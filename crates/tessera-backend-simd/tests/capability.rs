use std::sync::Arc;

use tessera::graph::{
    ArgId, DType, Dimension, DimSymbol, Graph, NodeIndex, Shape, TensorLiteral, TensorSpec,
    DEFAULT_DOMAIN,
};
use tessera::kernel::KernelRegistryManager;
use tessera::provider::{ExecutionProvider, PartitionView};
use tessera_backend_simd::{simd_kernel_registry, SimdExecutionProvider};

fn manager() -> KernelRegistryManager {
    let mut manager = KernelRegistryManager::new();
    manager
        .add_registry(Arc::new(simd_kernel_registry().expect("simd registry builds")))
        .expect("install simd registry");
    manager
}

fn f32_arg(graph: &mut Graph, name: &str, dims: &[usize]) -> ArgId {
    graph.add_arg(
        name,
        Some(DType::F32),
        Some(Shape::from_static(dims.iter().copied())),
    )
}

fn offered_nodes(graph: &Graph) -> Vec<NodeIndex> {
    graph
        .nodes()
        .filter(|node| !graph.is_sentinel(node.index()))
        .map(|node| node.index())
        .collect()
}

#[test]
fn conv_relu_chain_is_claimed_as_one_fused_group() {
    let manager = manager();
    let mut graph = Graph::new();
    let x = f32_arg(&mut graph, "x", &[1, 8, 16, 16]);
    let w = f32_arg(&mut graph, "w", &[8, 8, 3, 3]);
    let conv_out = f32_arg(&mut graph, "conv_out", &[1, 8, 16, 16]);
    let relu_out = f32_arg(&mut graph, "relu_out", &[1, 8, 16, 16]);
    let conv = graph.add_node("conv0", "Conv", DEFAULT_DOMAIN, 11, &[x, w], &[conv_out]);
    let relu = graph.add_node("relu0", "Relu", DEFAULT_DOMAIN, 14, &[conv_out], &[relu_out]);
    graph.set_graph_inputs(vec![x]);
    graph.set_graph_outputs(vec![relu_out]);
    graph
        .add_initializer(
            "w",
            TensorLiteral::zeroed(TensorSpec::new(DType::F32, Shape::from_static([8, 8, 3, 3]))),
        )
        .expect("weight initializer");
    graph.resolve().expect("graph resolves");

    let provider = SimdExecutionProvider::new();
    let view = PartitionView::new(&graph, offered_nodes(&graph));
    let claims = provider.get_capability(&view, &manager);

    assert_eq!(claims.len(), 1);
    assert!(claims[0].is_fused());
    assert_eq!(claims[0].nodes, vec![conv, relu]);
}

#[test]
fn multi_consumer_outputs_are_not_fused() {
    let manager = manager();
    let mut graph = Graph::new();
    let x = f32_arg(&mut graph, "x", &[4, 4]);
    let y = f32_arg(&mut graph, "y", &[4, 4]);
    let mm_out = f32_arg(&mut graph, "mm_out", &[4, 4]);
    let relu_out = f32_arg(&mut graph, "relu_out", &[4, 4]);
    let add_out = f32_arg(&mut graph, "add_out", &[4, 4]);

    // MatMul feeds both Relu and Add; fusing it into either would hide a
    // value the other still needs.
    graph.add_node("mm0", "MatMul", DEFAULT_DOMAIN, 13, &[x, y], &[mm_out]);
    graph.add_node("relu0", "Relu", DEFAULT_DOMAIN, 14, &[mm_out], &[relu_out]);
    graph.add_node("add0", "Add", DEFAULT_DOMAIN, 14, &[mm_out, y], &[add_out]);
    graph.set_graph_inputs(vec![x, y]);
    graph.resolve().expect("graph resolves");

    let provider = SimdExecutionProvider::new();
    let view = PartitionView::new(&graph, offered_nodes(&graph));
    let claims = provider.get_capability(&view, &manager);

    assert_eq!(claims.len(), 3);
    assert!(claims.iter().all(|claim| !claim.is_fused()));
}

#[test]
fn dynamic_shapes_are_outside_coverage() {
    let manager = manager();
    let mut graph = Graph::new();
    let x = graph.add_arg(
        "x",
        Some(DType::F32),
        Some(Shape::new(vec![
            Dimension::Dynamic(DimSymbol::new("batch")),
            Dimension::Static(8),
        ])),
    );
    let y = graph.add_arg(
        "y",
        Some(DType::F32),
        Some(Shape::new(vec![
            Dimension::Dynamic(DimSymbol::new("batch")),
            Dimension::Static(8),
        ])),
    );
    graph.add_node("relu0", "Relu", DEFAULT_DOMAIN, 14, &[x], &[y]);
    graph.set_graph_inputs(vec![x]);
    graph.resolve().expect("graph resolves");

    let provider = SimdExecutionProvider::new();
    let view = PartitionView::new(&graph, offered_nodes(&graph));
    assert!(provider.get_capability(&view, &manager).is_empty());
}

#[test]
fn non_f32_operands_are_outside_coverage() {
    let manager = manager();
    let mut graph = Graph::new();
    let x = graph.add_arg("x", Some(DType::F64), Some(Shape::from_static([4])));
    let y = graph.add_arg("y", Some(DType::F64), Some(Shape::from_static([4])));
    graph.add_node("relu0", "Relu", DEFAULT_DOMAIN, 14, &[x], &[y]);
    graph.set_graph_inputs(vec![x]);
    graph.resolve().expect("graph resolves");

    let provider = SimdExecutionProvider::new();
    let view = PartitionView::new(&graph, offered_nodes(&graph));
    assert!(provider.get_capability(&view, &manager).is_empty());
}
—————
== About this task ==
Retype the listing exactly.

== Expected answer ==
filename crates/tessera-backend-simd/tests/capability.rs
use std::sync::Arc;

use tessera::graph::{
    ArgId, DType, Dimension, DimSymbol, Graph, NodeIndex, Shape, TensorLiteral, TensorSpec,
    DEFAULT_DOMAIN,
};
use tessera::kernel::KernelRegistryManager;
use tessera::provider::{ExecutionProvider, PartitionView};
use tessera_backend_simd::{simd_kernel_registry, SimdExecutionProvider};

fn manager() -> KernelRegistryManager {
    let mut manager = KernelRegistryManager::new();
    manager
        .add_registry(Arc::new(simd_kernel_registry().expect("simd registry builds")))
        .expect("install simd registry");
    manager
}

fn f32_arg(graph: &mut Graph, name: &str, dims: &[usize]) -> ArgId {
    graph.add_arg(
        name,
        Some(DType::F32),
        Some(Shape::from_static(dims.iter().copied())),
    )
}

fn offered_nodes(graph: &Graph) -> Vec<NodeIndex> {
    graph
        .nodes()
        .filter(|node| !graph.is_sentinel(node.index()))
        .map(|node| node.index())
        .collect()
}

#[test]
fn conv_relu_chain_is_claimed_as_one_fused_group() {
    let manager = manager();
    let mut graph = Graph::new();
    let x = f32_arg(&mut graph, "x", &[1, 8, 16, 16]);
    let w = f32_arg(&mut graph, "w", &[8, 8, 3, 3]);
    let conv_out = f32_arg(&mut graph, "conv_out", &[1, 8, 16, 16]);
    let relu_out = f32_arg(&mut graph, "relu_out", &[1, 8, 16, 16]);
    let conv = graph.add_node("conv0", "Conv", DEFAULT_DOMAIN, 11, &[x, w], &[conv_out]);
    let relu = graph.add_node("relu0", "Relu", DEFAULT_DOMAIN, 14, &[conv_out], &[relu_out]);
    graph.set_graph_inputs(vec![x]);
    graph.set_graph_outputs(vec![relu_out]);
    graph
        .add_initializer(
            "w",
            TensorLiteral::zeroed(TensorSpec::new(DType::F32, Shape::from_static([8, 8, 3, 3]))),
        )
        .expect("weight initializer");
    graph.resolve().expect("graph resolves");

    let provider = SimdExecutionProvider::new();
    let view = PartitionView::new(&graph, offered_nodes(&graph));
    let claims = provider.get_capability(&view, &manager);

    assert_eq!(claims.len(), 1);
    assert!(claims[0].is_fused());
    assert_eq!(claims[0].nodes, vec![conv, relu]);
}

#[test]
fn multi_consumer_outputs_are_not_fused() {
    let manager = manager();
    let mut graph = Graph::new();
    let x = f32_arg(&mut graph, "x", &[4, 4]);
    let y = f32_arg(&mut graph, "y", &[4, 4]);
    let mm_out = f32_arg(&mut graph, "mm_out", &[4, 4]);
    let relu_out = f32_arg(&mut graph, "relu_out", &[4, 4]);
    let add_out = f32_arg(&mut graph, "add_out", &[4, 4]);

    // MatMul feeds both Relu and Add; fusing it into either would hide a
    // value the other still needs.
    graph.add_node("mm0", "MatMul", DEFAULT_DOMAIN, 13, &[x, y], &[mm_out]);
    graph.add_node("relu0", "Relu", DEFAULT_DOMAIN, 14, &[mm_out], &[relu_out]);
    graph.add_node("add0", "Add", DEFAULT_DOMAIN, 14, &[mm_out, y], &[add_out]);
    graph.set_graph_inputs(vec![x, y]);
    graph.resolve().expect("graph resolves");

    let provider = SimdExecutionProvider::new();
    let view = PartitionView::new(&graph, offered_nodes(&graph));
    let claims = provider.get_capability(&view, &manager);

    assert_eq!(claims.len(), 3);
    assert!(claims.iter().all(|claim| !claim.is_fused()));
}

#[test]
fn dynamic_shapes_are_outside_coverage() {
    let manager = manager();
    let mut graph = Graph::new();
    let x = graph.add_arg(
        "x",
        Some(DType::F32),
        Some(Shape::new(vec![
            Dimension::Dynamic(DimSymbol::new("batch")),
            Dimension::Static(8),
        ])),
    );
    let y = graph.add_arg(
        "y",
        Some(DType::F32),
        Some(Shape::new(vec![
            Dimension::Dynamic(DimSymbol::new("batch")),
            Dimension::Static(8),
        ])),
    );
    graph.add_node("relu0", "Relu", DEFAULT_DOMAIN, 14, &[x], &[y]);
    graph.set_graph_inputs(vec![x]);
    graph.resolve().expect("graph resolves");

    let provider = SimdExecutionProvider::new();
    let view = PartitionView::new(&graph, offered_nodes(&graph));
    assert!(provider.get_capability(&view, &manager).is_empty());
}

#[test]
fn non_f32_operands_are_outside_coverage() {
    let manager = manager();
    let mut graph = Graph::new();
    let x = graph.add_arg("x", Some(DType::F64), Some(Shape::from_static([4])));
    let y = graph.add_arg("y", Some(DType::F64), Some(Shape::from_static([4])));
    graph.add_node("relu0", "Relu", DEFAULT_DOMAIN, 14, &[x], &[y]);
    graph.set_graph_inputs(vec![x]);
    graph.resolve().expect("graph resolves");

    let provider = SimdExecutionProvider::new();
    let view = PartitionView::new(&graph, offered_nodes(&graph));
    assert!(provider.get_capability(&view, &manager).is_empty());
}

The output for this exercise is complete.